Yeah, 1969 is one of my favorite music years too. Listen to the white blues that rang out around then, and a feeling creeps under your skin like it would be perfectly appropriate to wake up and smoke a bomber and pour the first glug of Thunderbird into a jelly jar and play guitar and doodle on the back of your overdue gas bill and fall asleep in a few hours and wake up whenever and start all over again. All day, every day.

"Easy Rider" came out that year, and Cream was still jamming, and Alvin Lee cranked "I'm Going Home" at Woodstock, and Led Zeppelin dropped their first album, and Black Sabbath taped their first, and the fires of Peter Green, Rory Gallagher, Paul Butterfield, Canned Heat, Savoy Brown, Blodwyn Pig, Chicken Shack, Climax Blues Band and Aynsley Dunbar Retaliation were blazing bright.
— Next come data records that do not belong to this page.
//! End-to-end scenarios through the full compilation pipeline

use reflow_compiler::analysis::{analyze_aliases, build_reactive_scopes, infer_reactive_places};
use reflow_compiler::hir::{
    compute_dominators, GotoKind, PropertyKey, TerminalKind,
};
use reflow_compiler::reactive::tree::ReactiveTerminalStatement;
use reflow_compiler::reactive::validate_tree;
use reflow_compiler::reactive::{BreakKind, ReactiveStatement, ReactiveTerminal};
use reflow_compiler::{
    compile_function, Environment, FunctionBuilder, HirFunction, InstructionValue,
};

fn infer(func: &mut HirFunction) {
    let mut aliases = analyze_aliases(func);
    let doms = compute_dominators(func);
    infer_reactive_places(func, &mut aliases, &doms, &Environment::default())
        .expect("inference failed");
}

/// Walk every statement in the tree, including nested bodies
fn all_statements(statements: &[ReactiveStatement]) -> Vec<&ReactiveStatement> {
    let mut out = Vec::new();
    for statement in statements {
        out.push(statement);
        match statement {
            ReactiveStatement::Instruction(_) => {}
            ReactiveStatement::Scope(block) | ReactiveStatement::PrunedScope(block) => {
                out.extend(all_statements(&block.body));
            }
            ReactiveStatement::Terminal(terminal) => {
                for body in terminal.terminal.bodies() {
                    out.extend(all_statements(body));
                }
            }
        }
    }
    out
}

#[test]
fn test_mutation_through_reactive_operand_builds_scope() {
    // const x = {}; x.y = props.y; return x;
    let mut b = FunctionBuilder::new("f");
    let props = b.param("props");
    let handle = b.begin_scope();
    let x = b.named("x");
    b.emit_into(x, InstructionValue::Object { properties: vec![] });
    let loaded = b.emit(InstructionValue::PropertyLoad {
        object: b.read(props),
        property: "y".to_string(),
    });
    b.emit_void(InstructionValue::PropertyStore {
        object: b.mutate(x),
        property: "y".to_string(),
        value: b.capture(loaded),
    });
    b.end_scope(handle);
    b.terminate(TerminalKind::Return {
        value: Some(b.read(x)),
    });
    let mut func = b.finish().expect("build failed");

    infer(&mut func);
    let entry = func.block(func.entry).expect("entry block");
    let returned = entry.terminal.operands();
    assert!(returned[0].reactive, "x should become reactive");

    let scopes = build_reactive_scopes(&mut func);
    assert_eq!(scopes.len(), 1);
    let scope = &scopes[0];
    assert!(scope
        .dependencies
        .iter()
        .any(|dep| dep.identifier == props && dep.path == vec!["y".to_string()]));
    assert!(scope.declarations.contains_key(&x));
}

#[test]
fn test_control_dependence_makes_constant_assignments_reactive() {
    // let x; if (props.cond) { x = 1 } else { x = 2 } return x;
    let mut b = FunctionBuilder::new("f");
    let props = b.param("props");
    let consequent = b.create_block();
    let alternate = b.create_block();
    let join = b.create_block();

    let cond = b.emit(InstructionValue::PropertyLoad {
        object: b.read(props),
        property: "cond".to_string(),
    });
    b.terminate(TerminalKind::If {
        test: b.read(cond),
        consequent,
        alternate: Some(alternate),
        fallthrough: join,
    });

    b.switch_to_block(consequent);
    let x1 = b.emit(InstructionValue::Primitive {
        value: reflow_compiler::hir::PrimitiveValue::Number(1.0),
    });
    b.terminate(TerminalKind::Goto {
        block: join,
        kind: GotoKind::Break,
    });

    b.switch_to_block(alternate);
    let x2 = b.emit(InstructionValue::Primitive {
        value: reflow_compiler::hir::PrimitiveValue::Number(2.0),
    });
    b.terminate(TerminalKind::Goto {
        block: join,
        kind: GotoKind::Break,
    });

    b.switch_to_block(join);
    let x = b.named("x");
    b.add_phi(b.store(x), vec![(consequent, b.read(x1)), (alternate, b.read(x2))]);
    b.terminate(TerminalKind::Return {
        value: Some(b.read(x)),
    });
    let mut func = b.finish().expect("build failed");

    infer(&mut func);
    let phi = &func.block(join).expect("join block").phis[0];
    assert!(
        phi.place.reactive,
        "x should be reactive purely via control dependence"
    );
}

#[test]
fn test_unwrapped_literal_prunes_consuming_scope() {
    // An object literal built outside any scope feeds a scope below it
    let mut b = FunctionBuilder::new("f");
    let props = b.param("props");
    let loaded = b.emit(InstructionValue::PropertyLoad {
        object: b.read(props),
        property: "x".to_string(),
    });
    let literal = b.emit(InstructionValue::Object {
        properties: vec![(PropertyKey::Named("x".to_string()), b.capture(loaded))],
    });
    let handle = b.begin_scope();
    let wrapped = b.named("wrapped");
    b.emit_into(
        wrapped,
        InstructionValue::Object {
            properties: vec![(PropertyKey::Named("inner".to_string()), b.capture(literal))],
        },
    );
    b.end_scope(handle);
    b.terminate(TerminalKind::Return {
        value: Some(b.read(wrapped)),
    });
    let func = b.finish().expect("build failed");

    let lowered = compile_function(func, &Environment::default()).expect("compile failed");
    let statements = all_statements(&lowered.function.body);
    assert!(statements
        .iter()
        .any(|s| matches!(s, ReactiveStatement::PrunedScope(_))));
    assert!(!statements
        .iter()
        .any(|s| matches!(s, ReactiveStatement::Scope(_))));
    assert_eq!(lowered.cache.total, 0);
}

#[test]
fn test_untargeted_labeled_block_is_flattened() {
    let mut b = FunctionBuilder::new("f");
    let body = b.create_block();
    let after = b.create_block();
    b.terminate(TerminalKind::Label {
        block: body,
        fallthrough: after,
    });

    b.switch_to_block(body);
    let total = b.named("total");
    b.emit_into(
        total,
        InstructionValue::Primitive {
            value: reflow_compiler::hir::PrimitiveValue::Number(1.0),
        },
    );
    b.terminate(TerminalKind::Goto {
        block: after,
        kind: GotoKind::Break,
    });

    b.switch_to_block(after);
    b.terminate(TerminalKind::Return {
        value: Some(b.read(total)),
    });
    let func = b.finish().expect("build failed");

    let lowered = compile_function(func, &Environment::default()).expect("compile failed");
    let statements = all_statements(&lowered.function.body);
    assert!(!statements.iter().any(|s| matches!(
        s,
        ReactiveStatement::Terminal(ReactiveTerminalStatement {
            terminal: ReactiveTerminal::Label { .. },
            ..
        })
    )));
    assert!(!statements.iter().any(|s| matches!(
        s,
        ReactiveStatement::Terminal(ReactiveTerminalStatement {
            terminal: ReactiveTerminal::Break { .. },
            ..
        })
    )));
}

#[test]
fn test_break_escaping_a_scope_is_threaded_through_the_sentinel() {
    // outer: { const x = {}; x.y = props.y;
    //          if (props.early) { x.flag = props.early; break outer } }
    // return x
    let mut b = FunctionBuilder::new("f");
    let props = b.param("props");
    let body_block = b.create_block();
    let after = b.create_block();
    b.terminate(TerminalKind::Label {
        block: body_block,
        fallthrough: after,
    });

    b.switch_to_block(body_block);
    let handle = b.begin_scope();
    let x = b.named("x");
    b.emit_into(x, InstructionValue::Object { properties: vec![] });
    let loaded = b.emit(InstructionValue::PropertyLoad {
        object: b.read(props),
        property: "y".to_string(),
    });
    b.emit_void(InstructionValue::PropertyStore {
        object: b.mutate(x),
        property: "y".to_string(),
        value: b.capture(loaded),
    });
    let early = b.emit(InstructionValue::PropertyLoad {
        object: b.read(props),
        property: "early".to_string(),
    });
    let then_block = b.create_block();
    let join = b.create_block();
    b.terminate(TerminalKind::If {
        test: b.read(early),
        consequent: then_block,
        alternate: None,
        fallthrough: join,
    });

    b.switch_to_block(then_block);
    b.emit_void(InstructionValue::PropertyStore {
        object: b.mutate(x),
        property: "flag".to_string(),
        value: b.capture(early),
    });
    b.terminate(TerminalKind::Goto {
        block: after,
        kind: GotoKind::Break,
    });

    b.switch_to_block(join);
    b.end_scope(handle);
    b.terminate(TerminalKind::Goto {
        block: after,
        kind: GotoKind::Break,
    });

    b.switch_to_block(after);
    b.terminate(TerminalKind::Return {
        value: Some(b.read(x)),
    });
    let func = b.finish().expect("build failed");

    let lowered = compile_function(func, &Environment::default()).expect("compile failed");
    let statements = all_statements(&lowered.function.body);

    // The scope survives, wrapped in a label, with the exit sentinel as a
    // second declaration alongside x
    let (wrapper_label, scope) = statements
        .iter()
        .find_map(|statement| {
            if let ReactiveStatement::Terminal(terminal) = statement {
                if let ReactiveTerminal::Label { body } = &terminal.terminal {
                    if let Some(ReactiveStatement::Scope(block)) = body.first() {
                        return Some((terminal.label.expect("wrapper keeps its label"), block));
                    }
                }
            }
            None
        })
        .expect("memoized scope wrapped in a label");
    assert!(scope.scope.declarations.contains_key(&x));
    assert_eq!(scope.scope.declarations.len(), 2);

    // Every break left inside the scope targets the wrapper label; the
    // original jump is not carried raw through the memoized region
    let inner = all_statements(&scope.body);
    let inner_breaks: Vec<_> = inner
        .iter()
        .filter_map(|statement| match statement {
            ReactiveStatement::Terminal(ReactiveTerminalStatement {
                terminal: ReactiveTerminal::Break { target, .. },
                ..
            }) => Some(*target),
            _ => None,
        })
        .collect();
    assert!(!inner_breaks.is_empty());
    assert!(inner_breaks.iter().all(|target| *target == wrapper_label));

    // The guard after the scope replays the jump to the original target
    assert!(statements.iter().any(|statement| match statement {
        ReactiveStatement::Terminal(ReactiveTerminalStatement {
            terminal: ReactiveTerminal::If { consequent, .. },
            ..
        }) => consequent.iter().any(|nested| {
            matches!(
                nested,
                ReactiveStatement::Terminal(ReactiveTerminalStatement {
                    terminal: ReactiveTerminal::Break { target, .. },
                    ..
                }) if *target != wrapper_label
            )
        }),
        _ => false,
    }));
}

#[test]
fn test_scope_without_own_output_is_pruned() {
    let mut b = FunctionBuilder::new("f");
    let props = b.param("props");
    let handle = b.begin_scope();
    b.emit(InstructionValue::PropertyLoad {
        object: b.read(props),
        property: "x".to_string(),
    });
    b.end_scope(handle);
    b.terminate(TerminalKind::Return { value: None });
    let func = b.finish().expect("build failed");

    let lowered = compile_function(func, &Environment::default()).expect("compile failed");
    let statements = all_statements(&lowered.function.body);
    assert!(!statements
        .iter()
        .any(|s| matches!(s, ReactiveStatement::Scope(_))));
    assert_eq!(lowered.cache.total, 0);
}

#[test]
fn test_break_to_undeclared_label_is_fatal() {
    use reflow_compiler::hir::{BlockId, Span};
    use reflow_compiler::reactive::ReactiveFunction;
    use rustc_hash::FxHashMap;

    let func = ReactiveFunction {
        name: None,
        params: vec![],
        body: vec![ReactiveStatement::Terminal(ReactiveTerminalStatement {
            terminal: ReactiveTerminal::Break {
                target: BlockId::new(42),
                kind: BreakKind::Labeled,
            },
            label: None,
            span: Span::default(),
        })],
        identifiers: FxHashMap::default(),
        next_identifier_id: 0,
        next_instruction_id: 0,
        span: Span::default(),
    };
    let err = validate_tree(&func).expect_err("must reject undeclared target");
    assert!(err.is_invariant());
}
The four slackers in Graveyard weren't born yet. But somewhere along the line they heard and understood, and the attitude of 1969 became entwined in their very souls. Being Swedes from Gothenberg, they gravitated toward the darker end of the spectrum. And being primalists, they eschewed 200 tracks of studio anality in favor of strapping on & turning up. They customized their vintage amps by dragging 'em behind the tour bus. They wore hippie togs onstage. And they did rock.

This Joakim Nilsson sings great. He screeches like he scratched his pubes bloody. He moans like his girlfriend left him for the assistant manager of the Stockholm Starbucks. He offers Lucifer a paw, yet complains when demons rack his dreams. He extends his abandoned vocalics with energetically elemental axwork. He is a musician.

As a band, Graveyard rock with a camaraderie reminiscent of infant Aerosmith, Axel Sjöberg bashing in jumpy communion with bassist Rikard Edlund and second guitarist Jonatan Larocca Ramm, who deserves membership for his name alone. They boogie, they mope, they slash, the blues never more than a spade's length away, throwing in occasional whoopee cushions -- stoked-up wah-wah, clonks of rhythm sticks, graveyard whistling -- with the same kind of random glee Ten Years After used to indulge. Shades of Wolfmother? I guess, but the Swedes mean it more.

Graveyard would be having fun if they weren't so depressed. But really, when you're rocking, how can you tell the difference?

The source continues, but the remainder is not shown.